Joe wasn't sure which he was blushing at more, the fact that she was obviously so enamored of him, that she thought he was brave, or that her proximity aroused feelings in him he had struggled so long to deny for fear of ridicule or rejection. He achieved the smile finally, and everything was right again.
Others crowded in, but Kelly would not be moved. She stayed by his side, clutching his hand while his mother's wrinkled face and the stern scowl of his best friend Tyler pressed for attention along with tsking nurses and sad-eyed doctors. It would have been nice to see more friends gathered around him, but he wasn't the type to have friends. He was lucky to have Kelly.
No, he was beyond lucky. Although, as the pain medication began to wear off, he thought to himself that luck was a very relative term. He was going to be just fine, the faces told him, almost as good as new. It would take some time to fully heal, that was all. The bruises would last a week, the broken bones would mend in months, and some surgery would realign his nose and fix the patch of hair he'd lost when Kelly's father had struck him with the baseball bat.
The memory hit him almost as hard as the bat had. Carl Jones was a massive man, easily six and a half feet tall and two hundred fifty pounds. He was daunting, especially to a kid who weighed half as much and stood a full head shorter. He was like a towering Goliath whose shadow smothered Joe. He was crazed, his face burning with unfathomable, murderous rage. And Joe was his target. Until a few moments earlier, Kelly had been the one Carl was going to kill with the bat. Her mother already lay unconscious behind him, the price for trying to dissuade the huge man. Kelly was screaming, begging Joe to run, to save himself. And he'd stood his ground. He'd stared into Carl's eyes and told him in a strangely firm voice that he would not allow Kelly to be harmed. Carl had laughed in response. The bat made a whistling sound as it rushed through the air. Joe never heard the sound of it making contact with his skull. The world vanished behind explosions of light inside his eyes. Between the flashes Joe saw Carl, always with his arms upraised, the bat preparing to descend. Joe took every blow, had miraculously stayed conscious until the police had arrived.

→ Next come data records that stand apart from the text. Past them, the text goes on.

use std::fmt;

use serde::Deserialize;
use serde::Serialize;

use super::joinsplit::JsInput;
use super::note::SproutNote;
use crate::models::blockchain::amount::Amount;
use crate::models::blockchain::digest::Hash256;

/// Size of a Groth16 Sprout proof.
pub const SPROUT_PROOF_SIZE: usize = 192;

/// An opaque zero-knowledge proof of one JoinSplit statement.
#[derive(Clone, PartialEq, Eq, Serialize, Deserialize)]
pub struct SproutProof(Vec<u8>);

impl SproutProof {
    pub fn from_bytes(bytes: Vec<u8>) -> Self {
        Self(bytes)
    }

    pub fn as_bytes(&self) -> &[u8] {
        &self.0
    }
}

impl fmt::Debug for SproutProof {
    fn fmt(&self, f: &mut fmt::Formatter<'_>) -> fmt::Result {
        write!(f, "SproutProof({} bytes)", self.0.len())
    }
}

#[derive(Debug, Clone, PartialEq, Eq, thiserror::Error, Serialize, Deserialize)]
#[error("Sprout proof generation failed: {0}")]
pub struct ProofError(pub String);

/// Public inputs and private witness of one JoinSplit, as handed to the
/// prover.
#[derive(Debug, Clone, Copy)]
pub struct JoinSplitStatement<'a> {
    pub anchor: &'a Hash256,
    pub h_sig: &'a Hash256,
    pub phi: &'a [u8; 32],
    pub nullifiers: &'a [Hash256; 2],
    pub commitments: &'a [Hash256; 2],
    pub macs: &'a [Hash256; 2],
    pub vpub_old: Amount,
    pub vpub_new: Amount,
    pub inputs: &'a [JsInput; 2],
    pub output_notes: &'a [SproutNote; 2],
}

/// Produces Sprout JoinSplit proofs.
///
/// Implementations wrap the proving parameters; the builder only requires
/// that a proof be produced for the statement it assembled.
pub trait SproutProver: fmt::Debug + Send + Sync {
    fn prove(&self, statement: &JoinSplitStatement<'_>) -> Result<SproutProof, ProofError>;
}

Then came the dreams. The long, dark dreams where he swam through inky skies above a fire swept plain. He'd heard the growling voice of God. He'd known he was going to die.
Yet here he was. Alive, with Kelly at his side. Carl was in jail and would stay there. Everything was going to be okay. He closed his eyes for a moment.

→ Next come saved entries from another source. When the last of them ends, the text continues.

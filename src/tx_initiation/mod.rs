// these represent the public tx_initiation API
pub mod builder;
pub mod error;
pub mod export;
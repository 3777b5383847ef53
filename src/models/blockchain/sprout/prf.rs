//! Sprout pseudo-random functions.
//!
//! Each PRF is one SHA-256 compression of a 512-bit block whose first four
//! bits select the function, followed by a 252-bit key and a 256-bit input.

use crate::models::blockchain::digest::sha256_compress;
use crate::models::blockchain::digest::Hash256;

fn prf(prefix: u8, key: &[u8; 32], input: &[u8; 32]) -> Hash256 {
    let mut left = *key;
    left[0] = (left[0] & 0x0f) | prefix;
    sha256_compress(&left, input)
}

/// `PRF^addr_{a_sk}(t)`, used to derive the paying key and encryption key.
pub(crate) fn prf_addr(a_sk: &[u8; 32], t: u8) -> Hash256 {
    let mut input = [0u8; 32];
    input[0] = t;
    prf(0xc0, a_sk, &input)
}

/// `PRF^nf_{a_sk}(rho)`: the nullifier of a note.
pub(crate) fn prf_nf(a_sk: &[u8; 32], rho: &Hash256) -> Hash256 {
    prf(0xe0, a_sk, rho.as_bytes())
}

/// `PRF^pk_{a_sk}(i, h_sig)`: the MAC binding input `i` to `h_sig`.
pub(crate) fn prf_pk(a_sk: &[u8; 32], index: usize, h_sig: &Hash256) -> Hash256 {
    let prefix = if index == 0 { 0x00 } else { 0x40 };
    prf(prefix, a_sk, h_sig.as_bytes())
}

/// `PRF^rho_phi(i, h_sig)`: the unique value of output note `i`.
pub(crate) fn prf_rho(phi: &[u8; 32], index: usize, h_sig: &Hash256) -> Hash256 {
    let prefix = if index == 0 { 0x20 } else { 0x60 };
    prf(prefix, phi, h_sig.as_bytes())
}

And opened them hours later, aware he had been asleep only when he awoke again. The sun was setting, had already set, shafts of burnished copper etching strange patterns on the far wall as they filtered through the plastic slats of the blinds. The air in the room felt cooler. There were less people now. Turning his head, Joe saw his tired mother dozing in a chair by the wall. The motion alerted Kelly and she was by his side in an instant.

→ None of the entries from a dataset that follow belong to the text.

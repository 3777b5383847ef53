pub mod blockchain;
pub mod state;
//! Reference price providers.
//!
//! A static, closed set of reference catalogs the consolidator validates
//! against. Each variant owns an index built from a payload the caller
//! fetched; the engine itself never performs IO.

pub mod models_dev;
pub mod openrouter;
mod traits;

pub use models_dev::ModelsDevProvider;
pub use openrouter::OpenRouterProvider;
pub use traits::ReferencePriceProvider;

“Hi,” she said, bright smile competing with the sun.
“You're still here,” he said.
“I told you I would be.”
He tilted his head. “You did?”
“The doctors said you might have some memory loss,” she replied. “It's okay. I'll remind you.” She leaned over him and kissed him. Her lips were soft. She smelled of raspberries.
Even her eyes were smiling when she pulled away from him. “I remember,” he said, and he did. He stared at her, drinking in her surreal beauty. Her blonde hair, normally the color of fine sand, seemed to shine in the twilight. High cheekbones bespoke Nordic ancestry, the finely chiseled features of a model. Her white teeth were perfectly straight, her blue eyes extraordinarily deep, ears perfectly level, lips full and red without benefit of lipstick. She was a cheerleader, and her toned athletic body had very little fat. She touched his face tenderly with long fingers tipped with pink-painted nails. Her skin was flawless, but milky pale. He looked at her, and he felt the same emotion ripping through him as he'd felt the first time she'd touched him this way.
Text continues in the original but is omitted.